# Working data:
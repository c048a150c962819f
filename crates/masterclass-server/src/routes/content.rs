//! Content API: `<prefix>/masterclass-data`
//!
//! - `GET`:  the stored document, or the default document if none is stored
//! - `POST`: replace the document wholesale; last write wins

use std::sync::Arc;

use axum::extract::State;
use axum::extract::rejection::JsonRejection;
use axum::routing::{MethodRouter, get};
use axum::Json;
use serde::Serialize;

use masterclass_core::document::ContentDocument;
use masterclass_core::source::ContentSource;

use crate::error::AppError;
use crate::state::AppState;

/// Methods served at the content path.
pub fn method_router() -> MethodRouter<Arc<AppState>> {
    get(fetch_document).post(save_document)
}

/// Response body for a successful save.
#[derive(Debug, Serialize)]
pub struct SaveResponse {
    pub success: bool,
}

async fn fetch_document(
    State(state): State<Arc<AppState>>,
) -> Result<Json<ContentDocument>, AppError> {
    state.store.fetch_document().await.map(Json).map_err(|e| {
        tracing::error!(error = %e, "failed to fetch masterclass data");
        AppError::Internal("Failed to fetch data".to_owned())
    })
}

async fn save_document(
    State(state): State<Arc<AppState>>,
    payload: Result<Json<ContentDocument>, JsonRejection>,
) -> Result<Json<SaveResponse>, AppError> {
    let Json(document) = payload.map_err(|rejection| {
        tracing::debug!(error = %rejection, "rejected content document");
        AppError::BadRequest(rejection.body_text())
    })?;

    state.store.save_document(&document).await.map_err(|e| {
        tracing::error!(error = %e, "failed to save masterclass data");
        AppError::Internal("Failed to save data".to_owned())
    })?;

    Ok(Json(SaveResponse { success: true }))
}
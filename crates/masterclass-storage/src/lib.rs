//! Storage backend abstraction for the masterclass service.
//!
//! This crate defines the [`StorageBackend`] trait, a plain key-value
//! interface that knows nothing about landing-page content. The content
//! store in `masterclass-core` serializes documents to JSON and hands the
//! bytes to whichever backend was injected at startup.
//!
//! Two implementations are provided:
//!
//! - [`RocksDbBackend`]: persistent, backed by `RocksDB` (feature `rocksdb-backend`)
//! - [`MemoryBackend`]: in-memory, for development and tests

mod error;
mod memory;
#[cfg(feature = "rocksdb-backend")]
mod rocksdb_backend;

pub use error::StorageError;
pub use memory::MemoryBackend;
#[cfg(feature = "rocksdb-backend")]
pub use rocksdb_backend::RocksDbBackend;

/// A pluggable key-value storage backend.
///
/// Keys are UTF-8 strings; values are opaque byte arrays. The service only
/// ever touches a single key, but backends make no assumption about that.
///
/// Implementations must be safe to share across async tasks (`Send + Sync`).
#[async_trait::async_trait]
pub trait StorageBackend: Send + Sync + 'static {
    /// Retrieve a value by key.
    ///
    /// Returns `Ok(None)` if the key does not exist.
    ///
    /// # Errors
    ///
    /// Returns [`StorageError::Read`] if the underlying backend fails.
    async fn get(&self, key: &str) -> Result<Option<Vec<u8>>, StorageError>;

    /// Store a key-value pair, overwriting any existing value.
    ///
    /// # Errors
    ///
    /// Returns [`StorageError::Write`] if the underlying backend fails.
    async fn put(&self, key: &str, value: &[u8]) -> Result<(), StorageError>;
}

# Work to complete:
The response has to give back every record verbatim.

# Reply:
repository c048a150c962819f
filename crates/masterclass-server/src/routes/content.rs
//! Content API: `<prefix>/masterclass-data`
//!
//! - `GET`:  the stored document, or the default document if none is stored
//! - `POST`: replace the document wholesale; last write wins

use std::sync::Arc;

use axum::extract::State;
use axum::extract::rejection::JsonRejection;
use axum::routing::{MethodRouter, get};
use axum::Json;
use serde::Serialize;

use masterclass_core::document::ContentDocument;
use masterclass_core::source::ContentSource;

use crate::error::AppError;
use crate::state::AppState;

/// Methods served at the content path.
pub fn method_router() -> MethodRouter<Arc<AppState>> {
    get(fetch_document).post(save_document)
}

/// Response body for a successful save.
#[derive(Debug, Serialize)]
pub struct SaveResponse {
    pub success: bool,
}

async fn fetch_document(
    State(state): State<Arc<AppState>>,
) -> Result<Json<ContentDocument>, AppError> {
    state.store.fetch_document().await.map(Json).map_err(|e| {
        tracing::error!(error = %e, "failed to fetch masterclass data");
        AppError::Internal("Failed to fetch data".to_owned())
    })
}

async fn save_document(
    State(state): State<Arc<AppState>>,
    payload: Result<Json<ContentDocument>, JsonRejection>,
) -> Result<Json<SaveResponse>, AppError> {
    let Json(document) = payload.map_err(|rejection| {
        tracing::debug!(error = %rejection, "rejected content document");
        AppError::BadRequest(rejection.body_text())
    })?;

    state.store.save_document(&document).await.map_err(|e| {
        tracing::error!(error = %e, "failed to save masterclass data");
        AppError::Internal("Failed to save data".to_owned())
    })?;

    Ok(Json(SaveResponse { success: true }))
}
filename crates/masterclass-storage/src/lib.rs
//! Storage backend abstraction for the masterclass service.
//!
//! This crate defines the [`StorageBackend`] trait, a plain key-value
//! interface that knows nothing about landing-page content. The content
//! store in `masterclass-core` serializes documents to JSON and hands the
//! bytes to whichever backend was injected at startup.
//!
//! Two implementations are provided:
//!
//! - [`RocksDbBackend`]: persistent, backed by `RocksDB` (feature `rocksdb-backend`)
//! - [`MemoryBackend`]: in-memory, for development and tests

mod error;
mod memory;
#[cfg(feature = "rocksdb-backend")]
mod rocksdb_backend;

pub use error::StorageError;
pub use memory::MemoryBackend;
#[cfg(feature = "rocksdb-backend")]
pub use rocksdb_backend::RocksDbBackend;

/// A pluggable key-value storage backend.
///
/// Keys are UTF-8 strings; values are opaque byte arrays. The service only
/// ever touches a single key, but backends make no assumption about that.
///
/// Implementations must be safe to share across async tasks (`Send + Sync`).
#[async_trait::async_trait]
pub trait StorageBackend: Send + Sync + 'static {
    /// Retrieve a value by key.
    ///
    /// Returns `Ok(None)` if the key does not exist.
    ///
    /// # Errors
    ///
    /// Returns [`StorageError::Read`] if the underlying backend fails.
    async fn get(&self, key: &str) -> Result<Option<Vec<u8>>, StorageError>;

    /// Store a key-value pair, overwriting any existing value.
    ///
    /// # Errors
    ///
    /// Returns [`StorageError::Write`] if the underlying backend fails.
    async fn put(&self, key: &str, value: &[u8]) -> Result<(), StorageError>;
}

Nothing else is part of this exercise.